# Classifying Sentiment of Restaurant Reviews

## The Yelp Review Dataset
In 2015, Yelp held a contest in which it asked participants to predict the rating of a restaurant given its review. Zhang, Zhao, and Lecun (2015) simplified the dataset by converting the 1- and 2-star ratings into a “negative” sentiment class and the 3- and 4-star ratings into a “positive” sentiment class, and split it into 560,000 training samples and 38,000 testing samples. In this example we use the simplified Yelp dataset, with two minor differences. In the remainder of this section, we describe the process by which we minimally clean the data and derive our final dataset. Then, we outline the implementation that utilizes PyTorch’s Dataset class.
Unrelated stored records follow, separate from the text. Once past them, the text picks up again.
//! peerdiff: compare two builds of a package set and report what changed.

#![allow(clippy::needless_pass_by_value)]

use anyhow::{Context, Result};
use clap::{Parser, Subcommand};
use peerdiff::{
    cli::{self, exit_codes, InspectOptions},
    config::{self, CONFIG_FILE_NAMES},
    peers::FavorRelease,
    results::ReportFormat,
    Severity,
};
use std::path::PathBuf;
use tracing_subscriber::{layer::SubscriberExt, util::SubscriberInitExt};

#[derive(Parser)]
#[command(name = "peerdiff")]
#[command(version)]
#[command(
    about = "Correlate two builds of a package set and inspect what changed",
    long_about = None
)]
#[command(after_help = "EXIT CODES:
    0  No finding reached the threshold
    1  A finding reached the threshold
    3  Error occurred

EXAMPLES:
    # Compare two builds
    peerdiff inspect --before old.yaml --after new.yaml

    # Fail only on BAD findings, JSON report
    peerdiff inspect --before old.yaml --after new.yaml --threshold bad --format json

    # Single build checks only
    peerdiff inspect --after new.yaml")]
struct Cli {
    /// Enable verbose output
    #[arg(short, long, global = true)]
    verbose: bool,

    /// Suppress non-essential output
    #[arg(short, long, global = true)]
    quiet: bool,

    /// Disable colored output (also respects `NO_COLOR` env)
    #[arg(long, global = true)]
    no_color: bool,

    /// Path to configuration file
    #[arg(long, global = true)]
    config: Option<PathBuf>,

    #[command(subcommand)]
    command: Commands,
}

/// Arguments for the `inspect` subcommand
#[derive(Parser)]
struct InspectArgs {
    /// Manifest of the build under inspection
    #[arg(long)]
    after: PathBuf,

    /// Manifest of the build to compare against
    #[arg(long)]
    before: Option<PathBuf>,

    /// Security rule file
    #[arg(long)]
    rules: Option<PathBuf>,

    /// Lowest severity that fails the run
    #[arg(long, value_enum)]
    threshold: Option<Severity>,

    /// Which of several same-named packages is compared
    #[arg(long, value_enum)]
    favor_release: Option<FavorRelease>,

    /// Report format
    #[arg(short = 'f', long, value_enum)]
    format: Option<ReportFormat>,

    /// Write the report to a file instead of stdout
    #[arg(short, long)]
    output: Option<PathBuf>,
}

#[derive(Subcommand)]
enum Commands {
    /// Correlate two builds and run the enabled inspections
    Inspect(InspectArgs),

    /// Generate JSON Schema for the config file format
    ConfigSchema {
        /// Write schema to file instead of stdout
        #[arg(short, long)]
        output: Option<PathBuf>,
    },

    /// Show, discover, or initialize configuration
    Config {
        #[command(subcommand)]
        action: ConfigAction,
    },
}

/// Sub-subcommands for the `config` command
#[derive(Subcommand)]
enum ConfigAction {
    /// Print current effective configuration (merged from defaults + file)
    Show,
    /// Print config file search paths and discovered config file
    Path,
    /// Generate an example .peerdiff.yaml in the current directory
    Init,
}

fn main() {
    let cli = Cli::parse();

    // Initialize logging
    let log_level = if cli.verbose {
        "debug"
    } else if cli.quiet {
        "warn"
    } else {
        "info"
    };
    tracing_subscriber::registry()
        .with(tracing_subscriber::EnvFilter::new(
            std::env::var("RUST_LOG").unwrap_or_else(|_| log_level.to_string()),
        ))
        .with(
            tracing_subscriber::fmt::layer()
                .with_target(false)
                .with_writer(std::io::stderr),
        )
        .init();

    match dispatch(cli) {
        Ok(exit_codes::SUCCESS) => {}
        Ok(code) => std::process::exit(code),
        Err(e) => {
            eprintln!("Error: {e:#}");
            std::process::exit(exit_codes::ERROR);
        }
    }
}

fn dispatch(cli: Cli) -> Result<i32> {
    match cli.command {
        Commands::Inspect(args) => cli::run_inspect(InspectOptions {
            after: args.after,
            before: args.before,
            config_file: cli.config,
            rules: args.rules,
            threshold: args.threshold,
            favor_release: args.favor_release,
            format: args.format,
            output_file: args.output,
            no_color: cli.no_color,
            quiet: cli.quiet,
        }),

        Commands::ConfigSchema { output } => {
            let schema = config::generate_json_schema();
            match output {
                Some(path) => {
                    std::fs::write(&path, &schema)
                        .with_context(|| format!("failed to write {}", path.display()))?;
                    eprintln!("Schema written to {}", path.display());
                }
                None => println!("{schema}"),
            }
            Ok(exit_codes::SUCCESS)
        }

        Commands::Config { action } => match action {
            ConfigAction::Show => {
                let (config, loaded_from) = config::load_or_default(cli.config.as_deref())
                    .context("failed to load configuration")?;
                if let Some(path) = &loaded_from {
                    eprintln!("# Loaded from: {}", path.display());
                } else {
                    eprintln!("# No config file found; showing defaults");
                }
                let yaml = serde_yaml::to_string(&config).context("failed to serialize config")?;
                print!("{yaml}");
                Ok(exit_codes::SUCCESS)
            }
            ConfigAction::Path => {
                let search_paths = [
                    std::env::current_dir().ok(),
                    ::dirs::config_dir().map(|p| p.join("peerdiff")),
                ];
                eprintln!("Config file search paths (in order):");
                for path in search_paths.into_iter().flatten() {
                    eprintln!("  {}", path.display());
                }
                eprintln!();
                eprintln!("Recognized file names:");
                for name in CONFIG_FILE_NAMES {
                    eprintln!("  {name}");
                }
                eprintln!();
                match config::discover_config_file(cli.config.as_deref()) {
                    Some(path) => eprintln!("Active config file: {}", path.display()),
                    None => eprintln!("No config file found."),
                }
                Ok(exit_codes::SUCCESS)
            }
            ConfigAction::Init => {
                let target = std::env::current_dir()
                    .context("cannot determine current directory")?
                    .join(".peerdiff.yaml");
                if target.exists() {
                    anyhow::bail!(
                        "{} already exists. Remove it first to re-initialize.",
                        target.display()
                    );
                }
                std::fs::write(&target, config::generate_example_config())
                    .with_context(|| format!("failed to write {}", target.display()))?;
                eprintln!("Created {}", target.display());
                Ok(exit_codes::SUCCESS)
            }
        },
    }
}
First, let's load the dataset. Instead of just using `pandas` or whatsoever, we load it with `ReviewDataset`, which basically wraps the `pandas` functionality.

In [3]:
%matplotlib inline
%load_ext autoreload
%autoreload 2
from text import ReviewDataset, ReviewVectorizer, Vocabulary
import numpy as np
import torch
from torch.utils.data import Dataset, DataLoader


dataset = ReviewDataset.load_dataset_and_make_vectorizer(
    'data/yelp/reviews_with_splits_lite.csv',
)
vectorizer = dataset.get_vectorizer()
print("Length of dataset: {}".format(len(dataset)))

The autoreload extension is already loaded. To reload it, use:
  %reload_ext autoreload
Length of dataset: 39200


`ReviewDataset` inherits from Dataset, an abstract class which defines some methods to be defined by their concrete descendants.

In [4]:
Dataset??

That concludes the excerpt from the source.